The novel features two main storylines. The first deals with the relationship between Elisabeth, who is part of the upper-middle-class and the daughter of a member of the provincial council, and medical student Johannes. The latter studied in Cologne and has made it his goal to promote the ideals of humanism in his hometown of Luxembourg City. But when he dares to declare that the so-called 'witches' are in fact innocent and upstanding women, the townsfolk quickly turn on him, calling him a godless blasphemer.

The second storyline revolves around healer Beate and her daughter Gritli. Beate is a courageous woman who has raised her daughter well despite seeing her parents, brother, and husband die. But when Gritli has the misfortune of walking across an orchard which is later destroyed by a storm, she finds herself at the centre of a witch trial. Beate appeals to a certain van Roetern, a member of the provincial council, to stop the madness. But van Roetern refuses, urging Beate to understand that he is "bound by duty". And as for the – at the very least questionable – legal system, van Roetern merely states that "we first have to draft and introduce a better one".

After losing her daughter to the witch obsession and recognising the injustice and structure of the trials, Beate, by now arrested as a "witch" herself, yearns to get revenge on van Roetern. While the provincial council member is practically untouchable himself, Beate realises that she can get to him in a different way. Van Roetern, in fact, is not just any member of the provincial council, but also the father of Elisabeth, whose fiancé Johannes has already aroused the suspicion of the community by voicing his criticism of the witch trials. Beate seizes the opportunity and denounces Johannes.

Tidick-Ulveling's novel echoes the viciousness of the witch trials all while retaining a striking moral ambiguity.
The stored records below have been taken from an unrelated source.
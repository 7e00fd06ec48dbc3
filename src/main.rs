mod competitors;
mod config;
mod db;
mod error;
mod fetch;
mod handlers;
mod models;
mod parser;
mod pipeline;
#[cfg(test)]
mod test_support;

use std::net::SocketAddr;
use std::sync::Arc;
use std::time::Instant;

use anyhow::Context;
use clap::{Parser, Subcommand};
use tokio::signal;
use tracing::{info, warn};

use crate::config::Config;
use crate::error::InsightsError;
use crate::pipeline::Insights;

#[derive(Parser)]
#[command(name = "brand_insights", about = "Storefront brand insights scraper")]
struct Cli {
    #[command(subcommand)]
    command: Commands,
}

#[derive(Subcommand)]
enum Commands {
    /// Run the HTTP API
    Serve {
        /// Listen port (default: $PORT or 8000)
        #[arg(short, long)]
        port: Option<u16>,
    },
    /// Scrape one or more storefronts and print the results as JSON
    Fetch {
        /// Storefront URLs (scheme optional)
        #[arg(required = true)]
        urls: Vec<String>,
    },
    /// Print a stored brand as JSON
    Show {
        id: i64,
    },
    /// Stored brands, newest first
    List {
        /// Max rows to display
        #[arg(short = 'n', long, default_value = "50")]
        limit: usize,
    },
    /// Show store statistics
    Stats,
}

#[tokio::main]
async fn main() -> anyhow::Result<()> {
    let dotenv_loaded = dotenvy::dotenv().is_ok();

    tracing_subscriber::fmt()
        .with_env_filter(
            tracing_subscriber::EnvFilter::try_from_default_env()
                .unwrap_or_else(|_| "info".into()),
        )
        .init();

    if !dotenv_loaded {
        info!("No .env file found, using process environment");
    }

    let t0 = Instant::now();
    let cli = Cli::parse();
    let config = Config::load();

    let result = match cli.command {
        Commands::Serve { port } => {
            let port = port.unwrap_or(config.port);
            let insights = Insights::new(&config, db::connect(&config.db_path)?)?;
            if config.serpapi_api_key.is_none() {
                warn!("SERPAPI_API_KEY is not set; competitor lookups will fail");
            }
            serve(Arc::new(insights), port).await
        }
        Commands::Fetch { urls } => {
            let insights = Insights::new(&config, db::connect(&config.db_path)?)?;
            fetch_all(&insights, &urls).await
        }
        Commands::Show { id } => {
            let conn = db::connect(&config.db_path)?;
            db::init_schema(&conn)?;
            match db::fetch_brand(&conn, id)? {
                Some(brand) => println!("{}", serde_json::to_string_pretty(&brand)?),
                None => println!("No brand with id {}.", id),
            }
            Ok(())
        }
        Commands::List { limit } => {
            let conn = db::connect(&config.db_path)?;
            db::init_schema(&conn)?;
            let rows = db::fetch_overview(&conn, limit)?;
            if rows.is_empty() {
                println!("No brands stored. Run 'fetch' first.");
                return Ok(());
            }

            println!(
                "{:>4} | {:<32} | {:>8} | {:>6} | {:>11} | {:<19}",
                "ID", "Brand", "Products", "Emails", "Competitors", "Fetched"
            );
            println!("{}", "-".repeat(96));
            for r in &rows {
                let competitors = r
                    .competitor_count
                    .map(|c| c.to_string())
                    .unwrap_or_else(|| "-".into());
                println!(
                    "{:>4} | {:<32} | {:>8} | {:>6} | {:>11} | {:<19}",
                    r.id,
                    truncate(&r.name, 32),
                    r.product_count,
                    r.email_count,
                    competitors,
                    r.created_at
                );
            }
            println!("\n{} brands | details: show <id>", rows.len());
            Ok(())
        }
        Commands::Stats => {
            let conn = db::connect(&config.db_path)?;
            db::init_schema(&conn)?;
            let s = db::get_stats(&conn)?;
            println!("Brands:           {}", s.total);
            println!("With products:    {}", s.with_products);
            println!("With competitors: {}", s.with_competitors);
            Ok(())
        }
    };

    let elapsed = t0.elapsed();
    if elapsed.as_secs() >= 1 {
        println!("\nDone in {}", format_duration(elapsed));
    }

    result
}

async fn serve(insights: Arc<Insights>, port: u16) -> anyhow::Result<()> {
    let app = handlers::router(insights);
    let addr = SocketAddr::from(([0, 0, 0, 0], port));
    let listener = tokio::net::TcpListener::bind(addr)
        .await
        .with_context(|| format!("Failed to bind {}", addr))?;
    info!("Listening on {}", addr);

    axum::serve(listener, app)
        .with_graceful_shutdown(shutdown_signal())
        .await?;

    info!("Server shutdown complete");
    Ok(())
}

/// Run the pipeline for each URL in turn. Failures are reported and skipped.
async fn fetch_all(insights: &Insights, urls: &[String]) -> anyhow::Result<()> {
    use indicatif::{ProgressBar, ProgressStyle};

    let pb = ProgressBar::new(urls.len() as u64);
    pb.set_style(
        ProgressStyle::default_bar()
            .template("[{elapsed_precise}] {bar:40} {pos}/{len} {msg}")?
            .progress_chars("=> "),
    );

    let mut results = Vec::with_capacity(urls.len());
    for url in urls {
        pb.set_message(url.clone());
        results.push((url, insights.fetch_brand_insights(url).await));
        pb.inc(1);
    }
    pb.finish_and_clear();

    let mut ok = 0usize;
    for (url, result) in results {
        match result {
            Ok(brand) => {
                ok += 1;
                println!("{}", serde_json::to_string_pretty(&brand)?);
            }
            Err(InsightsError::NotAStorefront) => {
                eprintln!("{}: not a storefront", url);
            }
            Err(e) => eprintln!("{}: {}", url, e),
        }
    }
    println!("Fetched {} of {} storefronts.", ok, urls.len());
    Ok(())
}

async fn shutdown_signal() {
    let ctrl_c = async {
        if let Err(e) = signal::ctrl_c().await {
            warn!("Failed to listen for Ctrl+C: {}", e);
            std::future::pending::<()>().await;
        }
    };

    #[cfg(unix)]
    let terminate = async {
        match signal::unix::signal(signal::unix::SignalKind::terminate()) {
            Ok(mut s) => {
                s.recv().await;
            }
            Err(_) => std::future::pending::<()>().await,
        }
    };

    #[cfg(not(unix))]
    let terminate = std::future::pending::<()>();

    tokio::select! {
        _ = ctrl_c => info!("Received Ctrl+C, shutting down"),
        _ = terminate => info!("Received terminate signal, shutting down"),
    }
}

fn truncate(s: &str, max: usize) -> String {
    if s.chars().count() <= max {
        s.to_string()
    } else {
        let truncated: String = s.chars().take(max).collect();
        format!("{}...", truncated)
    }
}

fn format_duration(d: std::time::Duration) -> String {
    let secs = d.as_secs();
    if secs < 60 {
        format!("{:.1}s", d.as_secs_f64())
    } else if secs < 3600 {
        format!("{}m {}s", secs / 60, secs % 60)
    } else {
        format!("{}h {}m {}s", secs / 3600, (secs % 3600) / 60, secs % 60)
    }
}
use std::env;
use std::time::Duration;

const DEFAULT_SERPAPI_URL: &str = "https://serpapi.com/search.json";
const DEFAULT_DB_PATH: &str = "data/brands.sqlite";

#[derive(Debug, Clone)]
pub struct Config {
    pub serpapi_api_key: Option<String>,
    pub serpapi_url: String,
    pub db_path: String,
    pub port: u16,
    pub fetch_timeout: Duration,
}

impl Default for Config {
    fn default() -> Self {
        Self {
            serpapi_api_key: None,
            serpapi_url: DEFAULT_SERPAPI_URL.to_string(),
            db_path: DEFAULT_DB_PATH.to_string(),
            port: 8000,
            fetch_timeout: Duration::from_secs(10),
        }
    }
}

impl Config {
    /// Read settings from the environment. Call `dotenvy::dotenv()` first to
    /// pick up a `.env` file.
    pub fn load() -> Self {
        let defaults = Self::default();
        Self {
            serpapi_api_key: env::var("SERPAPI_API_KEY").ok().filter(|k| !k.is_empty()),
            serpapi_url: env::var("SERPAPI_URL").unwrap_or(defaults.serpapi_url),
            db_path: env::var("DB_PATH").unwrap_or(defaults.db_path),
            port: env::var("PORT")
                .ok()
                .and_then(|p| p.parse().ok())
                .unwrap_or(defaults.port),
            fetch_timeout: env::var("FETCH_TIMEOUT_SECS")
                .ok()
                .and_then(|s| s.parse().ok())
                .map(Duration::from_secs)
                .unwrap_or(defaults.fetch_timeout),
        }
    }
}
By refusing to reduce her characters to mere tropes and keeping them fundamentally human, Tidick-Ulveling managed to create an uncomfortable, shocking tale. And while the story is fictional, the author's substantial amount of research into the historical facts is well documented.

Previous comments on the novel have pointed out that Tidick-Ulveling has put a lot of herself into the story, the most obvious reference being Beate: A mother who has her child ripped from her and has to witness her being tortured and killed. But it seems only reasonable to suggest that Johannes, with his unrelenting humanism and this inner urge to speak out against the injustices of his time, also carries within him the spiritual torch of the author that created him.

Tidick-Ulveling does not embellish anything, her characters are not larger-than-life heroes who defy the odds and topple the system. But, importantly, they are not completely powerless either. While Beate cannot dismantle the system that murdered her daughter, she realises that she can use it against those who wronged her. Excluding the obvious moral issue, what is out of the question is that Beate is a marvellous example of a female character taking agency instead of merely being at the mercy of outside events and actions.

But 'Im Zeichen der Flamme' also raises several more general questions that have remained frighteningly relevant to this day. In fact, an article discussing the book, published in the newspaper 'Luxemburger Wort' on 8 November 1961, just a few weeks after the novel's release, already pointed this out, urging "everyone" to ask themselves: "Would I have the courage to defend an innocent woman, or would I idly stand by while she is tortured and killed? Have I overcome the primitive state of a human who needs a scapegoat for every misfortune? Do I not revel in the misery of others because I forget my own while doing so?".

Marie-Louise Tidick-Ulveling died on 17 September 1989. Her whole life and all of her literary works are an expression of her fight against any type of injustice, fanaticism, and intolerance.